RECORDS SUPPLIED:
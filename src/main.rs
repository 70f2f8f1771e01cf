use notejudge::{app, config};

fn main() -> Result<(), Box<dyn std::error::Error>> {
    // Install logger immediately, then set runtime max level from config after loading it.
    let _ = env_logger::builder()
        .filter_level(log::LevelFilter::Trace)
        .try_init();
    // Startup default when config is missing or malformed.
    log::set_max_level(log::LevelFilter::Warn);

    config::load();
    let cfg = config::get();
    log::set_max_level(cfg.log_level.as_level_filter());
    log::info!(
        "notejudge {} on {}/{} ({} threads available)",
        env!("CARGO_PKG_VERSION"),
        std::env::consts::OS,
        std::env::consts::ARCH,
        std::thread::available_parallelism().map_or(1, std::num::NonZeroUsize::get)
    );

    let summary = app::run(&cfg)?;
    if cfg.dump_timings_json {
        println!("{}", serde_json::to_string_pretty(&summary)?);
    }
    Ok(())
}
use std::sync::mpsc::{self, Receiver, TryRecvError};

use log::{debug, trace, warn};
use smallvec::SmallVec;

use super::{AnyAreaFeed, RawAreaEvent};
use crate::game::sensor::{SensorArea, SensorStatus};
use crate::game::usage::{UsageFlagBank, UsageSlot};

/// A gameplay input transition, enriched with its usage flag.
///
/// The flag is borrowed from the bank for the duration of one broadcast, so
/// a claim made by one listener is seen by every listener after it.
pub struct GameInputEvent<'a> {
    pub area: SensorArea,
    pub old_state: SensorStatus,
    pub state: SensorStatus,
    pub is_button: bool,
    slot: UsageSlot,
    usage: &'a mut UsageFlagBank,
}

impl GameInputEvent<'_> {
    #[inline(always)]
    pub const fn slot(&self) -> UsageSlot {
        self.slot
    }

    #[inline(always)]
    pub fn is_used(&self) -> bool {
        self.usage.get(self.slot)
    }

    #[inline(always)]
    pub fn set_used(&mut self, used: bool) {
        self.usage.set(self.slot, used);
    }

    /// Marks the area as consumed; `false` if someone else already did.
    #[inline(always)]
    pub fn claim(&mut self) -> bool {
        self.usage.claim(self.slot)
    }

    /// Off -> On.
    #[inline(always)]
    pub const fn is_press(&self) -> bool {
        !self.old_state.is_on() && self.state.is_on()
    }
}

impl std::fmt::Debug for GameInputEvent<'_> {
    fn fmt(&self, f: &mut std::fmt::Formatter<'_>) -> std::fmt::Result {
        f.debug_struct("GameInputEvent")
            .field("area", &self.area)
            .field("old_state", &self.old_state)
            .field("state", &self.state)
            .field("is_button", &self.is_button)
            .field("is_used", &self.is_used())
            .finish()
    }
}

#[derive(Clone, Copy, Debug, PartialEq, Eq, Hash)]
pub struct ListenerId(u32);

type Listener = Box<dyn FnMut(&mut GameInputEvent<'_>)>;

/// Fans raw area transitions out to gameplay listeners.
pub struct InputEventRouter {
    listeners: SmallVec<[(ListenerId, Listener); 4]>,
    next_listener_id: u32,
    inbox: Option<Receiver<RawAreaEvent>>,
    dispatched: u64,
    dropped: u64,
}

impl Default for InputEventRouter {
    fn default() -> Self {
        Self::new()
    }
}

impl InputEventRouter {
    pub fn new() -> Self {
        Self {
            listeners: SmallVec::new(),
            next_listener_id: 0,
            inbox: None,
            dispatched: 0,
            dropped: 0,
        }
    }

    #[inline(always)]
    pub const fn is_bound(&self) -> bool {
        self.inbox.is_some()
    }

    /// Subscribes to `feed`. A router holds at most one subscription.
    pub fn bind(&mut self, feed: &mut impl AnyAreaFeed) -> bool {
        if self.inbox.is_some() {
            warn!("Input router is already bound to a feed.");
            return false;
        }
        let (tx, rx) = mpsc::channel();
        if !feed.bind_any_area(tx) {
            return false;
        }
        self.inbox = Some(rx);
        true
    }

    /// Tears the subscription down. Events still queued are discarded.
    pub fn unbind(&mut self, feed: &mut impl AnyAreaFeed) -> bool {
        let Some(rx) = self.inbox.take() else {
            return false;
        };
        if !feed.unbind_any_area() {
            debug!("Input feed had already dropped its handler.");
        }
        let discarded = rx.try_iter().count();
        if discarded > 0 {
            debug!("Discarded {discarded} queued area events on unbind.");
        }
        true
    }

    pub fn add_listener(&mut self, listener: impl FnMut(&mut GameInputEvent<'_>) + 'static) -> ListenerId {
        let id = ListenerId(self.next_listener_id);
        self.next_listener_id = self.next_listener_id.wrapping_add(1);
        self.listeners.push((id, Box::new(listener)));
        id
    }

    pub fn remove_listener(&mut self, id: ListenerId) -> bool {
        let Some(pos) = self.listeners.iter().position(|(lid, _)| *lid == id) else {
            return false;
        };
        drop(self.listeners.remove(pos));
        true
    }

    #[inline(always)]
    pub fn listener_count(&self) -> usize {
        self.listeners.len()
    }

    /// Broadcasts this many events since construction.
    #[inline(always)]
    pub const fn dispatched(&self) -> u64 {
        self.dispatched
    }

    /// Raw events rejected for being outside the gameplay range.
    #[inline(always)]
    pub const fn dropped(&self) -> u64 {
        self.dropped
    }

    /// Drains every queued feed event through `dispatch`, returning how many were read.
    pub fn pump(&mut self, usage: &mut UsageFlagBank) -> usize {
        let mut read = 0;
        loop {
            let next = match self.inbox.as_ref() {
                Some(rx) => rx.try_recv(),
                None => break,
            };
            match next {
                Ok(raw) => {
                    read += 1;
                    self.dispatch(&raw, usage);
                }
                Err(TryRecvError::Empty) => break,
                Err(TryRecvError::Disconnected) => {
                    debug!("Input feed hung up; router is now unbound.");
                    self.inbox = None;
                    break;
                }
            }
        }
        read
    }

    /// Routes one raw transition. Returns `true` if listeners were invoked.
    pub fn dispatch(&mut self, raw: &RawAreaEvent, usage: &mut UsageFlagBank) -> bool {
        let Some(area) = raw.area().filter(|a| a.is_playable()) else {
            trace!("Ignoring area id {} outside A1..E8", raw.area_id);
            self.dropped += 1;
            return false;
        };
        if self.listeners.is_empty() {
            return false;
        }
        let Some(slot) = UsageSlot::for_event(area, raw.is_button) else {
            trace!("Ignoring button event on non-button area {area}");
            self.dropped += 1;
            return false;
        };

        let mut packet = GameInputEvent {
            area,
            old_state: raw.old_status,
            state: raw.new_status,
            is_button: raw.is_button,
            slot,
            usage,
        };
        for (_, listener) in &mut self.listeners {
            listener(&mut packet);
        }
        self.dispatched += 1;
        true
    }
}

WHAT IS BEING ASKED:
Copy the entire listing, keeping each line exactly as it is.

REPLY:
filename src/main.rs
repository 70f2f8f1771e01cf
use notejudge::{app, config};

fn main() -> Result<(), Box<dyn std::error::Error>> {
    // Install logger immediately, then set runtime max level from config after loading it.
    let _ = env_logger::builder()
        .filter_level(log::LevelFilter::Trace)
        .try_init();
    // Startup default when config is missing or malformed.
    log::set_max_level(log::LevelFilter::Warn);

    config::load();
    let cfg = config::get();
    log::set_max_level(cfg.log_level.as_level_filter());
    log::info!(
        "notejudge {} on {}/{} ({} threads available)",
        env!("CARGO_PKG_VERSION"),
        std::env::consts::OS,
        std::env::consts::ARCH,
        std::thread::available_parallelism().map_or(1, std::num::NonZeroUsize::get)
    );

    let summary = app::run(&cfg)?;
    if cfg.dump_timings_json {
        println!("{}", serde_json::to_string_pretty(&summary)?);
    }
    Ok(())
}
use std::sync::mpsc::{self, Receiver, TryRecvError};

use log::{debug, trace, warn};
use smallvec::SmallVec;

use super::{AnyAreaFeed, RawAreaEvent};
use crate::game::sensor::{SensorArea, SensorStatus};
use crate::game::usage::{UsageFlagBank, UsageSlot};

/// A gameplay input transition, enriched with its usage flag.
///
/// The flag is borrowed from the bank for the duration of one broadcast, so
/// a claim made by one listener is seen by every listener after it.
pub struct GameInputEvent<'a> {
    pub area: SensorArea,
    pub old_state: SensorStatus,
    pub state: SensorStatus,
    pub is_button: bool,
    slot: UsageSlot,
    usage: &'a mut UsageFlagBank,
}

impl GameInputEvent<'_> {
    #[inline(always)]
    pub const fn slot(&self) -> UsageSlot {
        self.slot
    }

    #[inline(always)]
    pub fn is_used(&self) -> bool {
        self.usage.get(self.slot)
    }

    #[inline(always)]
    pub fn set_used(&mut self, used: bool) {
        self.usage.set(self.slot, used);
    }

    /// Marks the area as consumed; `false` if someone else already did.
    #[inline(always)]
    pub fn claim(&mut self) -> bool {
        self.usage.claim(self.slot)
    }

    /// Off -> On.
    #[inline(always)]
    pub const fn is_press(&self) -> bool {
        !self.old_state.is_on() && self.state.is_on()
    }
}

impl std::fmt::Debug for GameInputEvent<'_> {
    fn fmt(&self, f: &mut std::fmt::Formatter<'_>) -> std::fmt::Result {
        f.debug_struct("GameInputEvent")
            .field("area", &self.area)
            .field("old_state", &self.old_state)
            .field("state", &self.state)
            .field("is_button", &self.is_button)
            .field("is_used", &self.is_used())
            .finish()
    }
}

#[derive(Clone, Copy, Debug, PartialEq, Eq, Hash)]
pub struct ListenerId(u32);

type Listener = Box<dyn FnMut(&mut GameInputEvent<'_>)>;

/// Fans raw area transitions out to gameplay listeners.
pub struct InputEventRouter {
    listeners: SmallVec<[(ListenerId, Listener); 4]>,
    next_listener_id: u32,
    inbox: Option<Receiver<RawAreaEvent>>,
    dispatched: u64,
    dropped: u64,
}

impl Default for InputEventRouter {
    fn default() -> Self {
        Self::new()
    }
}

impl InputEventRouter {
    pub fn new() -> Self {
        Self {
            listeners: SmallVec::new(),
            next_listener_id: 0,
            inbox: None,
            dispatched: 0,
            dropped: 0,
        }
    }

    #[inline(always)]
    pub const fn is_bound(&self) -> bool {
        self.inbox.is_some()
    }

    /// Subscribes to `feed`. A router holds at most one subscription.
    pub fn bind(&mut self, feed: &mut impl AnyAreaFeed) -> bool {
        if self.inbox.is_some() {
            warn!("Input router is already bound to a feed.");
            return false;
        }
        let (tx, rx) = mpsc::channel();
        if !feed.bind_any_area(tx) {
            return false;
        }
        self.inbox = Some(rx);
        true
    }

    /// Tears the subscription down. Events still queued are discarded.
    pub fn unbind(&mut self, feed: &mut impl AnyAreaFeed) -> bool {
        let Some(rx) = self.inbox.take() else {
            return false;
        };
        if !feed.unbind_any_area() {
            debug!("Input feed had already dropped its handler.");
        }
        let discarded = rx.try_iter().count();
        if discarded > 0 {
            debug!("Discarded {discarded} queued area events on unbind.");
        }
        true
    }

    pub fn add_listener(&mut self, listener: impl FnMut(&mut GameInputEvent<'_>) + 'static) -> ListenerId {
        let id = ListenerId(self.next_listener_id);
        self.next_listener_id = self.next_listener_id.wrapping_add(1);
        self.listeners.push((id, Box::new(listener)));
        id
    }

    pub fn remove_listener(&mut self, id: ListenerId) -> bool {
        let Some(pos) = self.listeners.iter().position(|(lid, _)| *lid == id) else {
            return false;
        };
        drop(self.listeners.remove(pos));
        true
    }

    #[inline(always)]
    pub fn listener_count(&self) -> usize {
        self.listeners.len()
    }

    /// Broadcasts this many events since construction.
    #[inline(always)]
    pub const fn dispatched(&self) -> u64 {
        self.dispatched
    }

    /// Raw events rejected for being outside the gameplay range.
    #[inline(always)]
    pub const fn dropped(&self) -> u64 {
        self.dropped
    }

    /// Drains every queued feed event through `dispatch`, returning how many were read.
    pub fn pump(&mut self, usage: &mut UsageFlagBank) -> usize {
        let mut read = 0;
        loop {
            let next = match self.inbox.as_ref() {
                Some(rx) => rx.try_recv(),
                None => break,
            };
            match next {
                Ok(raw) => {
                    read += 1;
                    self.dispatch(&raw, usage);
                }
                Err(TryRecvError::Empty) => break,
                Err(TryRecvError::Disconnected) => {
                    debug!("Input feed hung up; router is now unbound.");
                    self.inbox = None;
                    break;
                }
            }
        }
        read
    }

    /// Routes one raw transition. Returns `true` if listeners were invoked.
    pub fn dispatch(&mut self, raw: &RawAreaEvent, usage: &mut UsageFlagBank) -> bool {
        let Some(area) = raw.area().filter(|a| a.is_playable()) else {
            trace!("Ignoring area id {} outside A1..E8", raw.area_id);
            self.dropped += 1;
            return false;
        };
        if self.listeners.is_empty() {
            return false;
        }
        let Some(slot) = UsageSlot::for_event(area, raw.is_button) else {
            trace!("Ignoring button event on non-button area {area}");
            self.dropped += 1;
            return false;
        };

        let mut packet = GameInputEvent {
            area,
            old_state: raw.old_status,
            state: raw.new_status,
            is_button: raw.is_button,
            slot,
            usage,
        };
        for (_, listener) in &mut self.listeners {
            listener(&mut packet);
        }
        self.dispatched += 1;
        true
    }
}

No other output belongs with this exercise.